┌─ RECORD EXCERPTS

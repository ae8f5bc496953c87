//! Domain errors for the Tactician planning and execution engine.

use std::time::Duration;
use thiserror::Error;
use uuid::Uuid;

use super::models::{ResourceKind, TaskStatus};

/// Format a cycle path as a human-readable string: `A -> B -> C -> A`.
fn format_cycle_path(path: &[Uuid]) -> String {
    path.iter()
        .map(|id| id.to_string())
        .collect::<Vec<_>>()
        .join(" -> ")
}

/// Errors that abort plan creation. No partial plan is produced.
#[derive(Debug, Error, Clone, PartialEq)]
pub enum PlanningError {
    #[error("Decomposition produced no tasks")]
    NoTasks,

    #[error("Circular dependency detected at task {task_id}: {}", format_cycle_path(.cycle))]
    CircularDependency { task_id: Uuid, cycle: Vec<Uuid> },

    #[error("Task {task_id} depends on unknown task {dependency_id}")]
    UnknownDependency { task_id: Uuid, dependency_id: Uuid },

    #[error("Invalid intent: {0}")]
    InvalidIntent(String),
}

/// Why a transient failure happened.
#[derive(Debug, Clone, Copy, PartialEq, Eq)]
pub enum TransientKind {
    Timeout,
    ResourceContention,
    Other,
}

/// Task-scoped execution errors.
#[derive(Debug, Error, Clone, PartialEq)]
pub enum ExecutionError {
    #[error("No viable strategy for task {task_id} (best score {best_score:.2})")]
    NoViableStrategy { task_id: Uuid, best_score: f64 },

    #[error("Transient failure ({kind:?}): {message}")]
    Transient { kind: TransientKind, message: String },

    #[error("Structural failure: {0}")]
    Structural(String),

    #[error("Resource {resource} exhausted: requested {requested:.2}, available {available:.2}")]
    ResourceExhausted {
        resource: ResourceKind,
        requested: f64,
        available: f64,
    },

    #[error("Execution cancelled")]
    Cancelled,
}

impl ExecutionError {
    pub fn timeout(after: Duration) -> Self {
        Self::Transient {
            kind: TransientKind::Timeout,
            message: format!("timed out after {}ms", after.as_millis()),
        }
    }

    pub fn contention(message: impl Into<String>) -> Self {
        Self::Transient {
            kind: TransientKind::ResourceContention,
            message: message.into(),
        }
    }

    pub fn transient(message: impl Into<String>) -> Self {
        Self::Transient {
            kind: TransientKind::Other,
            message: message.into(),
        }
    }

    pub fn structural(message: impl Into<String>) -> Self {
        Self::Structural(message.into())
    }

    /// Only transient failures are retried.
    pub fn is_retryable(&self) -> bool {
        matches!(self, Self::Transient { .. })
    }

    /// Failures that end the task immediately and may cascade.
    pub fn is_structural(&self) -> bool {
        matches!(self, Self::Structural(_) | Self::NoViableStrategy { .. })
    }
}

/// Errors raised by the plan repository.
#[derive(Debug, Error, Clone, PartialEq)]
pub enum RepositoryError {
    #[error("Plan not found: {0}")]
    PlanNotFound(Uuid),

    #[error("Task not found: {0}")]
    TaskNotFound(Uuid),

    #[error("Invalid state transition for task {task_id} from {from} to {to}: {reason}")]
    InvalidTransition {
        task_id: Uuid,
        from: TaskStatus,
        to: TaskStatus,
        reason: String,
    },
}

/// Top-level error for the crate.
#[derive(Debug, Error)]
pub enum DomainError {
    #[error(transparent)]
    Planning(#[from] PlanningError),

    #[error(transparent)]
    Execution(#[from] ExecutionError),

    #[error(transparent)]
    Repository(#[from] RepositoryError),
}

pub type DomainResult<T> = Result<T, DomainError>;

#[cfg(test)]
mod tests {
    use super::*;

    #[test]
    fn test_cycle_message_names_path() {
        let a = Uuid::new_v4();
        let b = Uuid::new_v4();
        let err = PlanningError::CircularDependency {
            task_id: a,
            cycle: vec![a, b, a],
        };
        let msg = err.to_string();
        assert!(msg.contains(&format!("{a} -> {b} -> {a}")));
    }

    #[test]
    fn test_retry_classification() {
        assert!(ExecutionError::timeout(Duration::from_secs(1)).is_retryable());
        assert!(ExecutionError::contention("busy").is_retryable());
        assert!(!ExecutionError::structural("bad").is_retryable());
        assert!(ExecutionError::structural("bad").is_structural());
        assert!(ExecutionError::NoViableStrategy {
            task_id: Uuid::nil(),
            best_score: 0.1
        }
        .is_structural());
        assert!(!ExecutionError::Cancelled.is_retryable());
        assert!(!ExecutionError::Cancelled.is_structural());
    }
}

└─

• **AIM OF THE EXERCISE**: Please print, unchanged, the lines from the one holding "#[derive(Debug, Error)]" through the last line of the listing above, including both and omitting the rest.

• **SOLUTION TO THIS EXERCISE**:
#[derive(Debug, Error)]
pub enum DomainError {
    #[error(transparent)]
    Planning(#[from] PlanningError),

    #[error(transparent)]
    Execution(#[from] ExecutionError),

    #[error(transparent)]
    Repository(#[from] RepositoryError),
}

pub type DomainResult<T> = Result<T, DomainError>;

#[cfg(test)]
mod tests {
    use super::*;

    #[test]
    fn test_cycle_message_names_path() {
        let a = Uuid::new_v4();
        let b = Uuid::new_v4();
        let err = PlanningError::CircularDependency {
            task_id: a,
            cycle: vec![a, b, a],
        };
        let msg = err.to_string();
        assert!(msg.contains(&format!("{a} -> {b} -> {a}")));
    }

    #[test]
    fn test_retry_classification() {
        assert!(ExecutionError::timeout(Duration::from_secs(1)).is_retryable());
        assert!(ExecutionError::contention("busy").is_retryable());
        assert!(!ExecutionError::structural("bad").is_retryable());
        assert!(ExecutionError::structural("bad").is_structural());
        assert!(ExecutionError::NoViableStrategy {
            task_id: Uuid::nil(),
            best_score: 0.1
        }
        .is_structural());
        assert!(!ExecutionError::Cancelled.is_retryable());
        assert!(!ExecutionError::Cancelled.is_structural());
    }
}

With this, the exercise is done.